Paramore Lawsuit Asks If Former Member Is An Employee Or Partner

Paramore Lawsuit Asks If Former Member Is An Employee Or Partner

A newly filed lawsuit involving the rock band Paramore appears poised to test an interesting legal question that crosses the minds of many bands; are you and your bandmates partners or employees? The Paramore case pertains to the recently departed bass player for the group–Jeremy Davis–who is locked in a legal dispute with the band over whether Davis was an employee for the Nashville pop-rock band or a partner in the underlying business thus being entitled to a share of royalties and touring revenue.  Davis (pictured above along with lead singer Hayley Williams) is alleging that he was a partner in the company which would entitle him to a split of all revenue. (Davis left the group in December 2015).

Happier times for Paramore. (Jeremy Davis (l.), Hayley Williams (c.), and Taylor York
Happier times for Paramore. (Jeremy Davis (l.), Hayley Williams (c.), and Taylor York (r.))

Editor’s Note: This is the second time that Davis has left the group. In 2004, Davis quit the band for personal reasons however, after a few months he was then asked back by the band.
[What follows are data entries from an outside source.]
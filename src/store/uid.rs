//! Primary document identifiers

use std::fmt;
use std::str::FromStr;

use serde::{Deserialize, Serialize};
use uuid::Uuid;

/// Primary id of a stored document
#[derive(Debug, Clone, Copy, PartialEq, Eq, PartialOrd, Ord, Hash, Serialize, Deserialize)]
#[serde(transparent)]
pub struct Uid(Uuid);

impl Uid {
    /// Fresh random id
    pub fn new() -> Self {
        Self(Uuid::new_v4())
    }

    pub fn from_uuid(uuid: Uuid) -> Self {
        Self(uuid)
    }

    pub fn as_uuid(&self) -> &Uuid {
        &self.0
    }

    /// Hex form without dashes, used as a bucket name
    pub fn no_dash(&self) -> String {
        self.0.simple().to_string()
    }
}

impl Default for Uid {
    fn default() -> Self {
        Self::new()
    }
}

impl fmt::Display for Uid {
    fn fmt(&self, f: &mut fmt::Formatter<'_>) -> fmt::Result {
        write!(f, "{}", self.0)
    }
}

impl FromStr for Uid {
    type Err = uuid::Error;

    fn from_str(s: &str) -> Result<Self, Self::Err> {
        Uuid::parse_str(s).map(Self)
    }
}

#[cfg(test)]
mod tests {
    use super::*;

    #[test]
    fn test_no_dash() {
        let uid: Uid = "67e55044-10b1-426f-9247-bb680e5fe0c8".parse().unwrap();
        assert_eq!(uid.no_dash(), "67e5504410b1426f9247bb680e5fe0c8");
    }

    #[test]
    fn test_new_ids_are_distinct() {
        assert_ne!(Uid::new(), Uid::new());
    }
}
As it turns out Paramore is owned by a company by the name of Varoom Whoa which had sued Davis first in the Nashville Chancery Court in February. According to the lawsuit, Varoom Whoa is fully owned by frontwoman Hayley Williams.  To counter the lawsuit Davis asserted that he was a partner in the company and entitled to a split of royalties, touring revenue and other income earned by the band. Davis also wanted to examine financial documents, which he was not provided. Williams and Varoom Whoa say Davis was a paid employee, not a partner.  Williams is also the one signed to a record contract with Atlantic Records (the band’s label), and she pays her band members as employees.
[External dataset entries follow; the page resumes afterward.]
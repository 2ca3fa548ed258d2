//! # Credentials
//!
//! Verify keys identify the caller of every store operation and double as
//! queryable attribute values on stored documents.
//!
//! A verify key is 32 opaque bytes. Equality is byte-exact and ordering is
//! lexicographic over the bytes, so keys can live in ordered indexes.
//! The textual form is unpadded URL-safe base64.

use std::fmt;
use std::str::FromStr;

use base64::{engine::general_purpose::URL_SAFE_NO_PAD, Engine as _};
use rand::RngCore;
use serde::{de, Deserialize, Deserializer, Serialize, Serializer};
use thiserror::Error;

/// Length of a verify key in bytes
pub const VERIFY_KEY_LENGTH: usize = 32;

/// Errors raised while parsing a verify key
#[derive(Debug, Clone, PartialEq, Eq, Error)]
pub enum CredentialError {
    /// Text was not valid URL-safe base64
    #[error("Invalid verify key encoding: {0}")]
    InvalidEncoding(String),

    /// Decoded bytes had the wrong length
    #[error("Invalid verify key length: expected 32 bytes, got {0}")]
    InvalidLength(usize),
}

/// Public verification key of a principal
#[derive(Clone, Copy, PartialEq, Eq, PartialOrd, Ord, Hash)]
pub struct VerifyKey([u8; VERIFY_KEY_LENGTH]);

impl VerifyKey {
    /// Wrap raw key bytes
    pub const fn from_bytes(bytes: [u8; VERIFY_KEY_LENGTH]) -> Self {
        Self(bytes)
    }

    /// Generate a random key
    pub fn generate() -> Self {
        let mut bytes = [0u8; VERIFY_KEY_LENGTH];
        rand::thread_rng().fill_bytes(&mut bytes);
        Self(bytes)
    }

    /// Raw key bytes
    pub fn as_bytes(&self) -> &[u8; VERIFY_KEY_LENGTH] {
        &self.0
    }

    /// Unpadded URL-safe base64 encoding
    pub fn to_base64(&self) -> String {
        URL_SAFE_NO_PAD.encode(self.0)
    }
}

impl fmt::Debug for VerifyKey {
    fn fmt(&self, f: &mut fmt::Formatter<'_>) -> fmt::Result {
        write!(f, "VerifyKey({})", self.to_base64())
    }
}

impl fmt::Display for VerifyKey {
    fn fmt(&self, f: &mut fmt::Formatter<'_>) -> fmt::Result {
        f.write_str(&self.to_base64())
    }
}

impl FromStr for VerifyKey {
    type Err = CredentialError;

    fn from_str(s: &str) -> Result<Self, Self::Err> {
        let decoded = URL_SAFE_NO_PAD
            .decode(s.trim())
            .map_err(|e| CredentialError::InvalidEncoding(e.to_string()))?;

        let bytes: [u8; VERIFY_KEY_LENGTH] = decoded
            .as_slice()
            .try_into()
            .map_err(|_| CredentialError::InvalidLength(decoded.len()))?;

        Ok(Self(bytes))
    }
}

impl Serialize for VerifyKey {
    fn serialize<S: Serializer>(&self, serializer: S) -> Result<S::Ok, S::Error> {
        serializer.serialize_str(&self.to_base64())
    }
}

impl<'de> Deserialize<'de> for VerifyKey {
    fn deserialize<D: Deserializer<'de>>(deserializer: D) -> Result<Self, D::Error> {
        let text = String::deserialize(deserializer)?;
        text.parse().map_err(de::Error::custom)
    }
}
Davis claims Paramore was founded as a partnership between him and Williams and he also claims that he was responsible for decision making, including hiring advisers, musicians, stage crew and equipment managers, plus creating and managing staging and lighting and an array of other duties.  “Thereafter, and at all times relevant hereto, Davis, Williams and [Taylor] York shared equally in all net profits generated by the partnership, from any and all sources, including but not limited to the Atlantic agreement,” Davis claims in his countersuit.

We would imagine there are many who want to see how this one shakes out.  Stay tuned.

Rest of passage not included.